The hydraulic recoil buffer assembly 60, which couples the collapsible stock assembly 20 to the stock and pistol grip adaptor 34 as discussed hereinbefore, provides a recoil buffer to dissipate the recoil energy generated upon discharge of the firearm. The recoil buffer assembly 60 further includes a hydraulic shock absorption assembly, generally referenced 70 a, that is disposed within or integral to the extension tube 40 in operative association with the end cylinder 62. As best seen in FIG. 4, the shock absorption assembly 70 a includes a shock tube 72, a coil spring 74, an axially elongated piston rod 76, a piston head 78 and a retaining body 80. The shock tube 72 is a cylindrical tube having a closed end and an open end and defines an elongated interior volume therebetween. The piston head 78 is disposed within the interior volume and is in contact with the proximal end 77 of the piston rod 76 which extends to the open end of the shock tube 72. The portion of the interior volume between the end face of the shock tube 72 at its closed end and the face of the piston head 78 defines a variable volume collapsible cavity or fluid chamber 75. The coil spring 74 is disposed within this variable volume fluid chamber 75 so as to bias the piston head 78 away from the end face of the closed end of the shock tube 72.

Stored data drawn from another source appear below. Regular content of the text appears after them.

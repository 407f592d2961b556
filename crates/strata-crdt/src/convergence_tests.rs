//! Randomized convergence checks across every model.
//!
//! Two replicas start from a shared history, each applies its own local
//! edits under a distinct actor, and then one merges the other's data. The
//! other side replays the returned delta and both must end up identical.

use proptest::prelude::*;
use proptest::test_runner::Config;

use crate::count::{CountOperation, CrdtCount, VersionRange};
use crate::model::{CrdtChange, CrdtModel};
use crate::set::{CrdtSet, SetOperation};
use crate::singleton::{CrdtSingleton, SingletonOperation};

// =============================================================================
// Local edit scripts
// =============================================================================

#[derive(Clone, Debug)]
enum Edit {
    Add(u8),
    Remove(u8),
}

fn edit() -> impl Strategy<Value = Edit> {
    prop_oneof![
        3 => (0u8..6).prop_map(Edit::Add),
        1 => (0u8..6).prop_map(Edit::Remove),
    ]
}

fn script(max: usize) -> impl Strategy<Value = Vec<Edit>> {
    prop::collection::vec(edit(), 0..max)
}

/// Apply `edits` as `actor`; every edit a replica makes locally is valid.
fn run_set_script(set: &mut CrdtSet<String>, actor: &str, edits: &[Edit]) {
    for edit in edits {
        match edit {
            Edit::Add(id) => {
                let op = SetOperation::Add {
                    actor: actor.into(),
                    clock: set.version_map().incremented(actor),
                    added: format!("item-{id}"),
                };
                assert!(set.apply_operation(&op).unwrap());
            }
            Edit::Remove(id) => {
                let id = format!("item-{id}");
                if set.contains(&id) {
                    let op = SetOperation::Remove {
                        actor: actor.into(),
                        clock: set.version_map(),
                        removed: id,
                    };
                    assert!(set.apply_operation(&op).unwrap());
                }
            }
        }
    }
}

fn run_singleton_script(singleton: &mut CrdtSingleton<String>, actor: &str, edits: &[Edit]) {
    for edit in edits {
        let op = match edit {
            Edit::Add(id) => SingletonOperation::Update {
                actor: actor.into(),
                clock: singleton.version_map().incremented(actor),
                value: format!("item-{id}"),
            },
            Edit::Remove(_) => SingletonOperation::Clear {
                actor: actor.into(),
                clock: singleton.version_map(),
            },
        };
        assert!(singleton.apply_operation(&op).unwrap());
    }
}

fn replay<M: CrdtModel>(
    model: &mut M,
    change: &CrdtChange<M::Data, M::Operation>,
) -> Result<(), TestCaseError> {
    match change {
        CrdtChange::Operations(ops) => {
            for op in ops {
                prop_assert!(model.apply_operation(op).unwrap(), "rejected {:?}", op);
            }
        }
        CrdtChange::Data(data) => model.update_data(data.clone()),
    }
    Ok(())
}

// =============================================================================
// Properties
// =============================================================================

proptest! {
    #![proptest_config(Config {
        cases: 128,
        ..Config::default()
    })]

    #[test]
    fn set_replicas_converge(
        shared in script(6),
        left in script(10),
        right in script(10),
    ) {
        let mut a = CrdtSet::new();
        run_set_script(&mut a, "S", &shared);
        let mut b = a.clone();
        run_set_script(&mut a, "A", &left);
        run_set_script(&mut b, "B", &right);

        let changes = a.merge(&b.data()).unwrap();
        replay(&mut b, &changes.other_change)?;
        prop_assert_eq!(a.data(), b.data());
    }

    #[test]
    fn set_merge_is_idempotent(edits in script(12)) {
        let mut set = CrdtSet::new();
        run_set_script(&mut set, "A", &edits);
        let snapshot = set.data();
        let changes = set.merge(&snapshot).unwrap();
        prop_assert!(changes.model_change.is_empty());
        prop_assert!(changes.other_change.is_empty());
        prop_assert_eq!(set.data(), snapshot);
    }

    #[test]
    fn add_only_merge_simplifies_to_one_add_each(
        shared in script(6),
        ids in prop::collection::btree_set(10u8..40, 1..8),
    ) {
        let mut ahead = CrdtSet::new();
        run_set_script(&mut ahead, "S", &shared);
        let mut behind = ahead.clone();
        let adds: Vec<Edit> = ids.iter().copied().map(Edit::Add).collect();
        run_set_script(&mut ahead, "A", &adds);

        let changes = ahead.merge(&behind.data()).unwrap();
        let ops = changes.other_change.operations().unwrap();
        prop_assert_eq!(ops.len(), adds.len());
        prop_assert!(
            ops.iter().all(|op| matches!(op, SetOperation::Add { .. })),
            "expected only Add operations"
        );
        replay(&mut behind, &changes.other_change)?;
        prop_assert_eq!(ahead.data(), behind.data());
    }

    #[test]
    fn singleton_replicas_converge(
        shared in script(4),
        left in script(6),
        right in script(6),
    ) {
        let mut a = CrdtSingleton::new();
        run_singleton_script(&mut a, "S", &shared);
        let mut b = a.clone();
        run_singleton_script(&mut a, "A", &left);
        run_singleton_script(&mut b, "B", &right);

        let changes = a.merge(&b.data()).unwrap();
        replay(&mut b, &changes.other_change)?;
        prop_assert_eq!(a.data(), b.data());
        prop_assert_eq!(a.particle_view(), b.particle_view());
    }

    #[test]
    fn counter_replicas_converge(
        shared in prop::collection::vec(1u64..50, 0..4),
        left in prop::collection::vec(1u64..50, 0..6),
        right in prop::collection::vec(1u64..50, 0..6),
    ) {
        fn bump(count: &mut CrdtCount, actor: &str, deltas: &[u64]) {
            for &value in deltas {
                let from = count.version_map().get(actor);
                let op = CountOperation::MultiIncrement {
                    actor: actor.into(),
                    version: VersionRange::new(from, from + 1),
                    value,
                };
                assert!(count.apply_operation(&op).unwrap());
            }
        }

        let mut a = CrdtCount::new();
        bump(&mut a, "S", &shared);
        let mut b = a.clone();
        bump(&mut a, "A", &left);
        bump(&mut b, "B", &right);

        let expected: u64 = shared.iter().chain(&left).chain(&right).sum();
        let changes = a.merge(&b.data()).unwrap();
        replay(&mut b, &changes.other_change)?;
        prop_assert_eq!(a.data(), b.data());
        prop_assert_eq!(a.particle_view(), expected);
    }
}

The hydraulic shock absorption assembly 70 a is coaxially disposed within an outer cylindrical sleeve 90 with the retaining body 80 stationarily mounted to the outer sleeve 90. The retaining body 80 is disposed about the piston rod 76 which passes through an axially extending bore 81 in the retaining body 80 for slidable movement with respect thereto. The retaining body 80 includes an annular groove 82 which in cooperative association with the inner wall of the surrounding outer sleeve 90 defines a fixed volume fluid chamber 85. The fluid chamber 85 has an annular inlet 83 open to an annular cavity 87 formed between the outer surface of the shock tube 72 and the inner surface of the outer sleeve 90. A piece of closed cell foam material is disposed within the annular groove 82. The foam, which is compressed when fluid is forced into the fluid chamber 85, forces the fluid out of the fixed volume chamber 85 as the piston rod extends.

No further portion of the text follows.